Alla vittoria elettorale della Merkel, infatti, fanno da contraltare, da un lato, la scomparsa parlamentare dei suoi alleati liberali FDP (insieme al mancato ingresso in Parlamento degli anti-euro AfD), e, dall’altro lato, il fatto che socialdemocratici, verdi e socialisti della Linke abbiano complessivamente ottenuto la maggioranza assoluta in Parlamento. Tutti sanno che questo non porterà ad alcuna maggioranza di governo di “centro-sinistra”. Il dato, tuttavia, è interessante perché suggerisce un generico spostamento dell’elettorato verso “sinistra”. Ma il dato forse più significativo, e sicuramente il meno considerato, è costituito dal preoccupante livello di astensione, che continua ad aggirarsi intorno al 30%. Probabile espressione di sfiducia e malessere, l’astensione, come nel 2009, penalizza soprattutto i socialdemocratici nelle regioni più povere (tendenzialmente ex DDR).

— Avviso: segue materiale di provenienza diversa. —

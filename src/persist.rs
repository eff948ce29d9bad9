//! SQLite persistence and restoration.
//!
//! One table holds the words, keyed by the raw `idn` encoding. SQLite
//! compares BLOBs with memcmp, and the codec is order-preserving, so the
//! primary key walks words in creation order with no extra bookkeeping.
//! Every appended row also extends a blake3 hash chain over the full word
//! content; restoration recomputes the chain and refuses a store whose
//! history has been edited.

use rusqlite::{Connection, params};
use tracing::debug;

use crate::error::{LexError, Result};
use crate::number::Number;
use crate::word::Word;

/// Where a lex keeps its words.
#[derive(Debug, Clone, PartialEq, Eq)]
pub enum PersistenceMode {
    /// No durability; the store lives and dies with the process.
    InMemory,
    /// A SQLite database file, created on first use.
    File(String),
}

type Seal = [u8; 32];

const GENESIS_SEAL: Seal = [0u8; 32];

// ------------- Persistence -------------
pub struct Persistor {
    conn: Option<Connection>,
    head: Option<Seal>,
}

impl Persistor {
    pub fn new(mode: &PersistenceMode) -> Result<Persistor> {
        let conn = match mode {
            PersistenceMode::InMemory => None,
            PersistenceMode::File(path) => {
                let connection = Connection::open(path)?;
                connection.execute_batch(
                    "
                create table if not exists Word (
                    Word_Identity blob not null,
                    Subject blob not null,
                    Verb blob not null,
                    Object blob not null,
                    Amount blob not null,
                    Text text not null,
                    Moment blob not null,
                    Seal blob not null,
                    constraint unique_and_referenceable_Word_Identity primary key (
                        Word_Identity
                    )
                );
                ",
                )?;
                Some(connection)
            }
        };
        Ok(Persistor { conn, head: None })
    }

    /// Durably append one word and extend the ledger. A word either lands
    /// whole (row plus seal in a single insert) or not at all.
    pub fn persist_word(&mut self, word: &Word) -> Result<()> {
        let Some(conn) = &self.conn else {
            return Ok(());
        };
        let seal = seal_word(self.head.as_ref().unwrap_or(&GENESIS_SEAL), word);
        conn.execute(
            "
            insert into Word (
                Word_Identity,
                Subject,
                Verb,
                Object,
                Amount,
                Text,
                Moment,
                Seal
            ) values (?1, ?2, ?3, ?4, ?5, ?6, ?7, ?8)
        ",
            params![
                word.idn().as_raw(),
                word.sbj().as_raw(),
                word.vrb().as_raw(),
                word.obj().as_raw(),
                word.num().as_raw(),
                word.txt(),
                word.whn().as_raw(),
                &seal[..],
            ],
        )?;
        self.head = Some(seal);
        Ok(())
    }

    /// Read back every word in creation order, verifying the hash chain
    /// and the canonicality of every stored number along the way.
    pub fn restore_words(&mut self) -> Result<Vec<Word>> {
        let Some(conn) = &self.conn else {
            return Ok(Vec::new());
        };
        let mut statement = conn.prepare(
            "
            select Word_Identity,
                   Subject,
                   Verb,
                   Object,
                   Amount,
                   Text,
                   Moment,
                   Seal
                from Word
                order by Word_Identity
        ",
        )?;
        let mut rows = statement.query([])?;
        let mut words = Vec::new();
        let mut head = GENESIS_SEAL;
        while let Some(row) = rows.next()? {
            let idn = restore_number(row.get::<_, Vec<u8>>(0)?, "idn")?;
            let sbj = restore_number(row.get::<_, Vec<u8>>(1)?, "sbj")?;
            let vrb = restore_number(row.get::<_, Vec<u8>>(2)?, "vrb")?;
            let obj = restore_number(row.get::<_, Vec<u8>>(3)?, "obj")?;
            let num = restore_number(row.get::<_, Vec<u8>>(4)?, "num")?;
            let txt: String = row.get(5)?;
            let whn = restore_number(row.get::<_, Vec<u8>>(6)?, "whn")?;
            let stored_seal: Vec<u8> = row.get(7)?;
            let word = Word::new(idn, sbj, vrb, obj, num, txt, whn);
            let seal = seal_word(&head, &word);
            if stored_seal != seal {
                return Err(LexError::DataCorruption {
                    message: format!("ledger seal mismatch at word {}", word.idn()),
                });
            }
            head = seal;
            words.push(word);
        }
        if !words.is_empty() {
            self.head = Some(head);
        }
        debug!(count = words.len(), "restored words from durable storage");
        Ok(words)
    }

    /// The tip of the hash chain, or None for a store without durability
    /// (or with nothing appended yet).
    pub fn ledger_head(&self) -> Option<String> {
        self.head
            .as_ref()
            .map(|seal| seal.iter().map(|b| format!("{b:02x}")).collect())
    }
}

fn restore_number(bytes: Vec<u8>, field: &str) -> Result<Number> {
    Number::from_raw(&bytes).map_err(|e| LexError::DataCorruption {
        message: format!("stored {field} is not canonical: {e}"),
    })
}

/// Chain digest: previous seal, then every attribute with a length prefix.
fn seal_word(previous: &Seal, word: &Word) -> Seal {
    let mut hasher = blake3::Hasher::new();
    hasher.update(previous);
    for number in [word.idn(), word.sbj(), word.vrb(), word.obj(), word.num()] {
        hasher.update(&(number.as_raw().len() as u32).to_le_bytes());
        hasher.update(number.as_raw());
    }
    hasher.update(&(word.txt().len() as u32).to_le_bytes());
    hasher.update(word.txt().as_bytes());
    hasher.update(&(word.whn().as_raw().len() as u32).to_le_bytes());
    hasher.update(word.whn().as_raw());
    *hasher.finalize().as_bytes()
}
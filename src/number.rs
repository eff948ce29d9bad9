//! The order-preserving arbitrary-precision number codec.
//!
//! A [`Number`] owns its canonical byte encoding. The same type serves as
//! value, identifier and timestamp throughout the store, and unsigned
//! byte-wise comparison of two encodings orders them exactly as the values
//! they represent. The encoding consists of a zone marker selecting a broad
//! magnitude category, a magnitude body of big-endian base-256 digits, and
//! optional trailing suffix sub-records carrying tagged metadata (such as a
//! foreign-store reference, see the `federate` module).
//!
//! Layout of a finite nonzero encoding ("qex" exponent byte(s) followed by
//! "qan" significand digits):
//!
//! ```text
//!   +1    = 82 01         (qex 0x81+e, e = 1; qan = significand in [1/256,1))
//!   +2.5  = 82 02 80
//!   +0.5  = 81 FF 80      (fractions get a second qex byte 0xFF+e, e <= 0)
//!   0     = 80
//!   -0.5  = 7E 00 80      (negative digits are 256-complemented)
//!   -1    = 7D FF         (qex 0x7E-e)
//!   -2.5  = 7D FD 80
//!   -256  = 7C FF
//! ```
//!
//! Exactly one byte string encodes each value. Decoding rejects every
//! non-canonical form instead of normalizing it, so equality and ordering
//! never need to look past the raw bytes.

use std::cmp::Ordering;
use std::fmt;
use std::str::FromStr;

use bigdecimal::BigDecimal;
use lazy_static::lazy_static;
use num_bigint::{BigInt, Sign};
use num_traits::{One, Signed, ToPrimitive, Zero};

use crate::error::{LexError, Result};

// ------------- Zone -------------

/// The broad magnitude categories, in descending order of their codes.
///
/// Every valid encoding falls in exactly one zone. Zones without a listed
/// code range in the table below are reserved extensions; the codec never
/// produces them and rejects them on decode.
#[derive(Debug, Clone, Copy, PartialEq, Eq)]
pub enum Zone {
    Transfinite,
    LudicrousLarge,
    Positive,
    Fractional,
    LudicrousSmall,
    Infinitesimal,
    Zero,
    InfinitesimalNeg,
    LudicrousSmallNeg,
    FractionalNeg,
    Negative,
    LudicrousLargeNeg,
    TransfiniteNeg,
}

// Each zone code is less than or equal to every encoding in its zone and
// greater than every encoding in the zones below it.
static ZONE_CODES: [(&[u8], Zone); 13] = [
    (&[0xFF, 0x80], Zone::Transfinite),
    (&[0xFF], Zone::LudicrousLarge),
    (&[0x82], Zone::Positive),
    (&[0x81], Zone::Fractional),
    (&[0x80, 0x80], Zone::LudicrousSmall),
    (&[0x80, 0x00], Zone::Infinitesimal),
    (&[0x80], Zone::Zero),
    (&[0x7F, 0x80], Zone::InfinitesimalNeg),
    (&[0x7F, 0x00], Zone::LudicrousSmallNeg),
    (&[0x7E, 0x00], Zone::FractionalNeg),
    (&[0x01], Zone::Negative),
    (&[0x00, 0x80], Zone::LudicrousLargeNeg),
    (&[0x00], Zone::TransfiniteNeg),
];

fn classify(root: &[u8]) -> Option<Zone> {
    ZONE_CODES
        .iter()
        .find(|(code, _)| root >= *code)
        .map(|(_, zone)| *zone)
}

// ------------- Suffix -------------

/// A trailing sub-record on a [`Number`].
///
/// Encoded as `payload .. tag length 00`, where `length` counts the tag and
/// the payload and the terminating zero byte marks suffix presence (a
/// canonical unsuffixed encoding never ends in `00`). Appending a suffix
/// changes the canonical byte string, so a suffixed number occupies its own
/// position in the total order, never colliding with its unsuffixed base.
#[derive(Debug, Clone, PartialEq, Eq, Hash)]
pub struct Suffix {
    tag: u8,
    payload: Vec<u8>,
}

pub const MAX_SUFFIX_PAYLOAD: usize = 250;

const SUFFIX_TERMINATOR: u8 = 0x00;

impl Suffix {
    /// Tag denoting "identifier in a named foreign store".
    pub const LEX: u8 = 0x1D;
    /// Tag with no assigned meaning, available to tests and experiments.
    pub const TEST: u8 = 0x7E;

    pub fn new(tag: u8, payload: impl Into<Vec<u8>>) -> Result<Self> {
        let payload = payload.into();
        if tag != Self::LEX && tag != Self::TEST {
            return Err(LexError::Unsupported(format!(
                "unknown suffix tag 0x{tag:02X}"
            )));
        }
        if payload.len() > MAX_SUFFIX_PAYLOAD {
            return Err(LexError::Unsupported(format!(
                "suffix payload of {} bytes exceeds the maximum of {}",
                payload.len(),
                MAX_SUFFIX_PAYLOAD
            )));
        }
        Ok(Self { tag, payload })
    }
    pub fn tag(&self) -> u8 {
        self.tag
    }
    pub fn payload(&self) -> &[u8] {
        &self.payload
    }
    fn write_to(&self, out: &mut Vec<u8>) {
        out.extend_from_slice(&self.payload);
        out.push(self.tag);
        out.push((self.payload.len() + 1) as u8);
        out.push(SUFFIX_TERMINATOR);
    }
}
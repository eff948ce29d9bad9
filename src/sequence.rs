//! Identifier issue for a single store.
//!
//! Identifiers are ordinary [`Number`]s: zero, one, two and so on, with no
//! gaps and no reuse, so that identifier order is creation order under the
//! same byte comparison that orders every other number.

use num_bigint::BigInt;
use num_traits::{One, Zero};

use crate::error::{LexError, Result};
use crate::number::Number;

/// A draw that has not been committed yet. Committing it advances the
/// sequencer; dropping it leaves the sequence untouched, so a failed store
/// append never burns an identifier.
#[derive(Debug)]
pub struct Draw {
    value: BigInt,
    idn: Number,
}

impl Draw {
    pub fn idn(&self) -> &Number {
        &self.idn
    }
}

#[derive(Debug)]
pub struct Sequencer {
    last: Option<BigInt>,
}

impl Sequencer {
    pub fn new() -> Self {
        Self { last: None }
    }

    /// The identifier that would be issued next.
    pub fn draw(&self) -> Result<Draw> {
        let value = match &self.last {
            Some(last) => last + BigInt::one(),
            None => BigInt::zero(),
        };
        let idn = Number::from_bigint(&value).map_err(|_| {
            LexError::SequenceExhaustion(format!(
                "identifier {value} left the representable range"
            ))
        })?;
        Ok(Draw { value, idn })
    }

    /// Make a draw permanent. Call only after the word carrying it has
    /// durably committed.
    pub fn commit(&mut self, draw: Draw) {
        self.last = Some(draw.value);
    }

    /// Convenience for callers without a commit step of their own.
    pub fn next(&mut self) -> Result<Number> {
        let draw = self.draw()?;
        let idn = draw.idn.clone();
        self.commit(draw);
        Ok(idn)
    }

    /// Advance past an identifier restored from durable storage.
    pub fn retain(&mut self, idn: &Number) -> Result<()> {
        let value = idn.to_bigint().ok_or_else(|| LexError::DataCorruption {
            message: format!("restored identifier {idn:?} is not a whole number"),
        })?;
        if self.last.as_ref().is_none_or(|last| value > *last) {
            self.last = Some(value);
        }
        Ok(())
    }

    /// The most recently issued identifier, if any.
    pub fn last_issued(&self) -> Option<Number> {
        self.last.as_ref().map(|last| {
            Number::from_bigint(last).expect("issued identifiers were representable")
        })
    }
}

impl Default for Sequencer {
    fn default() -> Self {
        Self::new()
    }
}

Esclusione dell’“estrema destra” economica dal Parlamento (FDP, AfD), fuga massiccia nel moderatismo democristiano CDU-CSU, maggioranza assoluta di “centro-sinistra” (SPD, Verdi, Linke), astensione record: questo è il quadro in cui deve essere collocato l’innegabile trionfo della signora Merkel. L’immagine di una Germania prospera, unita festosa intorno al suo leader, ne esce scalfita. Il fatto è che le contraddizioni che caratterizzano i risultati delle elezioni politiche in Germania riflettono in larga misura i contrasti che attraversano la società tedesca e il suo modello di sviluppo economico.
Per comprendere meglio l’attuale situazione occorre prendere le mosse dagli ultimi anni del secolo scorso, quando la Repubblica federale era definita il “grande malato d’Europa”, afflitto da un’elevata disoccupazione, da una sostanziale stagnazione e dalla crescita del debito pubblico. In quel torno di anni il governo socialdemocratico di Schröder mise in atto una serie di riforme strutturali. Per affrontare la sfida della competizione globale, i socialdemocratici abbracciarono gli interessi del grande capitale nazionale. Da un lato, fu avviata una decisa politica di riduzione della tassazione sui profitti e di moderazione dei salari, aumentando la pressione sui disoccupati, precarizzando le condizioni lavorative e riducendo pensioni e spese sociali; dall’altro lato, il governo condusse un’oculata politica industriale, volta ad adattare l’enorme apparato produttivo tedesco alle esigenze della domanda europea e internazionale di merci.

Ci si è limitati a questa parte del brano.